A complete answer lists every line of the material where the string "cores" occurs.
━━━━━━━━━━━━━━━━━━━━
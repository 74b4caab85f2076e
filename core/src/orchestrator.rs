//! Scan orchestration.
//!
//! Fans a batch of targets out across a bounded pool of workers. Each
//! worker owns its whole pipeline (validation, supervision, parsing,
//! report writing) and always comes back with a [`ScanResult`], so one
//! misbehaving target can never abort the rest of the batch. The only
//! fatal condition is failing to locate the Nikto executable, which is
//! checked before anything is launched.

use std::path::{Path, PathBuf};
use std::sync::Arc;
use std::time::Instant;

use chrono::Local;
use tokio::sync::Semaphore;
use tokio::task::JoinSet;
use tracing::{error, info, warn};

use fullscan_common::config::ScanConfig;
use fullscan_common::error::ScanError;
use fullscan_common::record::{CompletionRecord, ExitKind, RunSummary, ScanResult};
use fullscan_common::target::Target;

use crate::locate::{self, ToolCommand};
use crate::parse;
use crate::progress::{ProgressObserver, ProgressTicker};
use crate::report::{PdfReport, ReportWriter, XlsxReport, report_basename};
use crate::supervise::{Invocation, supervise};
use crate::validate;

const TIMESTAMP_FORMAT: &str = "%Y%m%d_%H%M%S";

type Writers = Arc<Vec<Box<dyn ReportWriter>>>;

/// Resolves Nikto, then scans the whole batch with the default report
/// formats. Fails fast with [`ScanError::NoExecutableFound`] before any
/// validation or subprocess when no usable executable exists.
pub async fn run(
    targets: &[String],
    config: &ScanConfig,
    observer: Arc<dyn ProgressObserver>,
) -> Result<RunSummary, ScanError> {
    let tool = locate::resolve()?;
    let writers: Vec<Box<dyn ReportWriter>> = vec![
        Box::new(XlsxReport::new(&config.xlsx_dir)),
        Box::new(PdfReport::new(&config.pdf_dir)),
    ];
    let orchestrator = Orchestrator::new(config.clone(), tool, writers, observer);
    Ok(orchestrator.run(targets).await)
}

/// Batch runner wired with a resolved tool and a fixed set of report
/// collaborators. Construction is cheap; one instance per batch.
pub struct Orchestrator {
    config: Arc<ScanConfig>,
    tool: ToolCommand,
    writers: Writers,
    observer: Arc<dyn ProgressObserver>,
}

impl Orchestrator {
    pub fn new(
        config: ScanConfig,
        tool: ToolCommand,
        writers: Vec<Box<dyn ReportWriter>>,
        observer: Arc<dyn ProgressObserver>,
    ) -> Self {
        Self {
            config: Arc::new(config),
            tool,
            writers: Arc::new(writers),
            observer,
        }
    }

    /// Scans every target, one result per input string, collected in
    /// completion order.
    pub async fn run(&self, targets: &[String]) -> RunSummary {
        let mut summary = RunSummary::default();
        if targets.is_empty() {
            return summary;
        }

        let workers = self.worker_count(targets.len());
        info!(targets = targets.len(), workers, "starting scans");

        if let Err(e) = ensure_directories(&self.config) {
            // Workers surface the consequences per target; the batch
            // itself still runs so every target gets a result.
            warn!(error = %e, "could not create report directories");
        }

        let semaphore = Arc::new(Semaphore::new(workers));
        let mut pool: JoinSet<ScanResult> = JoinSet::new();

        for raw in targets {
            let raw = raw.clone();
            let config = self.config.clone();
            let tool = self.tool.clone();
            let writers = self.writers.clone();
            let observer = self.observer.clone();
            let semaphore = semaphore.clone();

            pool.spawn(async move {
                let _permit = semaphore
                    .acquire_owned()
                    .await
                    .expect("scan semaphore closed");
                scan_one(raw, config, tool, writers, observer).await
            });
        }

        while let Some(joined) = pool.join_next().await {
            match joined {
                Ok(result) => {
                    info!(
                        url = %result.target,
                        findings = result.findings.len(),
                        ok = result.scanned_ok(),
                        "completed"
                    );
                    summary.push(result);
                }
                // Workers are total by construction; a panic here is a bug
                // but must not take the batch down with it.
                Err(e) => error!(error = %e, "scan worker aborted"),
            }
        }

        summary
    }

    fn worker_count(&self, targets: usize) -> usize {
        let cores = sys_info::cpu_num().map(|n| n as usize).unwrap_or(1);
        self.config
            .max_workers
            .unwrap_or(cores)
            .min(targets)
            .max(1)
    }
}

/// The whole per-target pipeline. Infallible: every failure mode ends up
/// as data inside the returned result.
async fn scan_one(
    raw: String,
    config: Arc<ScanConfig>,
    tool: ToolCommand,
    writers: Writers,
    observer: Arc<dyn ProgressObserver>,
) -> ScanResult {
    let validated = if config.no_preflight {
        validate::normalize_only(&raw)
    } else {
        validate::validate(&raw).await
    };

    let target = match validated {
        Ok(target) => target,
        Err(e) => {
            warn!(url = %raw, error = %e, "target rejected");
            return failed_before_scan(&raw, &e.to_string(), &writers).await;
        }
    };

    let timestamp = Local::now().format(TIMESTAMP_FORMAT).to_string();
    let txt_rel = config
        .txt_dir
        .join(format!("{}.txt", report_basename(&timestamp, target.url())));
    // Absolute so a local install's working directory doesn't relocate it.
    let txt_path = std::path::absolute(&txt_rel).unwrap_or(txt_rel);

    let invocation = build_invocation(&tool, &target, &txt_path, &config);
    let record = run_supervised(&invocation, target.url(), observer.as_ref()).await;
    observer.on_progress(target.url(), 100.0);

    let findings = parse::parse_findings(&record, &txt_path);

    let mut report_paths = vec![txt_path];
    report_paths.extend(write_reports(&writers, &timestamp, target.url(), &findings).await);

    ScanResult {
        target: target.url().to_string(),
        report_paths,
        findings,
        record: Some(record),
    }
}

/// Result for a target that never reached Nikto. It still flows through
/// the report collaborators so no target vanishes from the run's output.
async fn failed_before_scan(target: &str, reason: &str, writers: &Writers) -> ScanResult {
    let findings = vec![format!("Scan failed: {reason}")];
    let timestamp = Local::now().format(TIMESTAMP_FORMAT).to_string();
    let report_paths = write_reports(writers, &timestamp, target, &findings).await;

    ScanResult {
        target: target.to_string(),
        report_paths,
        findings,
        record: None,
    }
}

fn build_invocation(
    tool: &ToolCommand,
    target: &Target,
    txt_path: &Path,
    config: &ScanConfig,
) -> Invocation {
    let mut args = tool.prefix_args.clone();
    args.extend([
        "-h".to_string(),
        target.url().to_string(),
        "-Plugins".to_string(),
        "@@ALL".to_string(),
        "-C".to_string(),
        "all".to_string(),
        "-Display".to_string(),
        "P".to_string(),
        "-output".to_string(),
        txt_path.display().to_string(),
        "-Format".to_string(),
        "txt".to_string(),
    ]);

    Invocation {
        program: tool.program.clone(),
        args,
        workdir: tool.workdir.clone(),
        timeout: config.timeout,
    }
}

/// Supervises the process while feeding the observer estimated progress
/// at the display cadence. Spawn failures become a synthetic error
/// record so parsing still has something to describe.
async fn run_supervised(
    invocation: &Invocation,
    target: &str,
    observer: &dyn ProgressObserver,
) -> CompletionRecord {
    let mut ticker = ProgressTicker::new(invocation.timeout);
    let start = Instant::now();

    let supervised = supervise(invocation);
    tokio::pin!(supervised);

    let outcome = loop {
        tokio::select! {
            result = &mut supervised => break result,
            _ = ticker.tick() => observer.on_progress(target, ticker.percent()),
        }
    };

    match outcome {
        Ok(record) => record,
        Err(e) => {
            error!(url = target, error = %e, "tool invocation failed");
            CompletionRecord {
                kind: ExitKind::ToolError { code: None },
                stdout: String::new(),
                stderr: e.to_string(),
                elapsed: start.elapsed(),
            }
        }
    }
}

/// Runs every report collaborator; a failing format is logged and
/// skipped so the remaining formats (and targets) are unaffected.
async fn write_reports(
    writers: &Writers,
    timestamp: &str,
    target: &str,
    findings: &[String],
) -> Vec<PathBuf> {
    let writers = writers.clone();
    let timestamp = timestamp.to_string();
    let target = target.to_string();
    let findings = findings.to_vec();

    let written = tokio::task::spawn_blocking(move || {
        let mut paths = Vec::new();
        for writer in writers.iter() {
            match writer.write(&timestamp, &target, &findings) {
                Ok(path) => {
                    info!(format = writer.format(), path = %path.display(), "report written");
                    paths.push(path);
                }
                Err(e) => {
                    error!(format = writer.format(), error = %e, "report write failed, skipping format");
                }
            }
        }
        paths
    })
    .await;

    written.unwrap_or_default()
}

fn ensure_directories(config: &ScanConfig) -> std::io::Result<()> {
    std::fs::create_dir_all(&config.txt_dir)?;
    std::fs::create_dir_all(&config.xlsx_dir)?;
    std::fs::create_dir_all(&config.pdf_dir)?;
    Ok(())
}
━━━━━━━━━━━━━━━━━━━━
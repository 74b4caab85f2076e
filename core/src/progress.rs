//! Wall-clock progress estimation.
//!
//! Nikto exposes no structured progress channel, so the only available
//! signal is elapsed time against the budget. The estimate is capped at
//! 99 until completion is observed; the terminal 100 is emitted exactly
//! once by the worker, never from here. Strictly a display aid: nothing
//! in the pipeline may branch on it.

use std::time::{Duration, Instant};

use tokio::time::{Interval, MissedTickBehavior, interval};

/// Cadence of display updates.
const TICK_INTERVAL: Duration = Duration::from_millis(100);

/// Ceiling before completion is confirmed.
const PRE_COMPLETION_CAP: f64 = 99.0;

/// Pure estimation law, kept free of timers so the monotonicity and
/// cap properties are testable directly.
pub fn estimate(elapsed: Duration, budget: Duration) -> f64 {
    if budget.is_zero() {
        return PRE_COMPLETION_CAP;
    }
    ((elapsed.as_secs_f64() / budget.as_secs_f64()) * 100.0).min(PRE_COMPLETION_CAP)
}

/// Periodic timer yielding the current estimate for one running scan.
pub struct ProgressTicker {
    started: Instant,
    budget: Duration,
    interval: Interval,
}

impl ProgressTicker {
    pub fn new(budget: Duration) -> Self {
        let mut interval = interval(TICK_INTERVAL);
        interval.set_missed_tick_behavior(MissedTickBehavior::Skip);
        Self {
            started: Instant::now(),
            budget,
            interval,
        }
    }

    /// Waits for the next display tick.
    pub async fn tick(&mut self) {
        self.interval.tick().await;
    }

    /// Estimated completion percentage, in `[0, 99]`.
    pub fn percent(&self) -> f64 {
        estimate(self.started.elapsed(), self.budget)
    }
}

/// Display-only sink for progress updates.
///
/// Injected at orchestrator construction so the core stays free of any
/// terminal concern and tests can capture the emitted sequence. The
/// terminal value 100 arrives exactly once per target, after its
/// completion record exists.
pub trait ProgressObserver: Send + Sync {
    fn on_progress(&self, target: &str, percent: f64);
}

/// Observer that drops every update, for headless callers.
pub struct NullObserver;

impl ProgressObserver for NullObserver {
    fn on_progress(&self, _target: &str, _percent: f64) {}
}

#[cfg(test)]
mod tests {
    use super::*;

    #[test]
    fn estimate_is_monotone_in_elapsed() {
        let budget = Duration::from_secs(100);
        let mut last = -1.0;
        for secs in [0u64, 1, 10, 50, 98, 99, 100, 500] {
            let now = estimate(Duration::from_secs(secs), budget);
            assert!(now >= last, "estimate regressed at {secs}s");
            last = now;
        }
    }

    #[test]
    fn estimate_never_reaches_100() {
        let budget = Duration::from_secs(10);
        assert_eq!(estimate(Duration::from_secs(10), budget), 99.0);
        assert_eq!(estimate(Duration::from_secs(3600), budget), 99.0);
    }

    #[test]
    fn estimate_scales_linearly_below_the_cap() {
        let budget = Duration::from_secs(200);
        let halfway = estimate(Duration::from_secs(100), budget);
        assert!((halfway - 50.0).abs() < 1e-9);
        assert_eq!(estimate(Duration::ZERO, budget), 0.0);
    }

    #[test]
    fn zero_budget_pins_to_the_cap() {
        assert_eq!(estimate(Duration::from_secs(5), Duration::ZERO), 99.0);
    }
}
━━━━━━━━━━━━━━━━━━━━
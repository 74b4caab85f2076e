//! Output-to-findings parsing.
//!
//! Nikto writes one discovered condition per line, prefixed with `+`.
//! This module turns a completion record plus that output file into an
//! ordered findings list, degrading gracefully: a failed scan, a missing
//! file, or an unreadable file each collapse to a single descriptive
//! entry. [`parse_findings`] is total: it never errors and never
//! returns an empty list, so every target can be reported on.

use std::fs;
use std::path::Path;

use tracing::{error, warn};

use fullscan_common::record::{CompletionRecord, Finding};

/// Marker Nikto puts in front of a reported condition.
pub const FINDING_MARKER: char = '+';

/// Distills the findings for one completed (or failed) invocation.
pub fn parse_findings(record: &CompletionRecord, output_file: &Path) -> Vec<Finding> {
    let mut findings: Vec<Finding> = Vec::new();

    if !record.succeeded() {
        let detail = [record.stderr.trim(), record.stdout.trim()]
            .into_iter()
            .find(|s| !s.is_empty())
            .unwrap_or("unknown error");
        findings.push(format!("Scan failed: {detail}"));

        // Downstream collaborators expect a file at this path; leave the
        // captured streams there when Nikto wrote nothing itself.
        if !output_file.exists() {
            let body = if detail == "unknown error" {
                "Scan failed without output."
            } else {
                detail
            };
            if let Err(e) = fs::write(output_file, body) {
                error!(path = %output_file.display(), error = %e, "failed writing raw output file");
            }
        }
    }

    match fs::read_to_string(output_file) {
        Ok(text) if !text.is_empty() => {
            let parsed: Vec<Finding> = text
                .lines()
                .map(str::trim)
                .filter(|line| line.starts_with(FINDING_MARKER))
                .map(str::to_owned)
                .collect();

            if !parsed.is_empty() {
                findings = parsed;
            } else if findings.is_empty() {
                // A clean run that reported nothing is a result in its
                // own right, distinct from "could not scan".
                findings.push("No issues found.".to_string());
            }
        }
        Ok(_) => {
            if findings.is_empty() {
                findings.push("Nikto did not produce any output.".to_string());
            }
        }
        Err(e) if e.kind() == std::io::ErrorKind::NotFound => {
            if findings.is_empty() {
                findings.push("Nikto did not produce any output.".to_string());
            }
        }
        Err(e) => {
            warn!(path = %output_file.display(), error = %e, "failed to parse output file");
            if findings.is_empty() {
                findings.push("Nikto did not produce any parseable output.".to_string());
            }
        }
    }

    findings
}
━━━━━━━━━━━━━━━━━━━━
■ Task solution ■
        let cores = sys_info::cpu_num().map(|n| n as usize).unwrap_or(1);
            .unwrap_or(cores)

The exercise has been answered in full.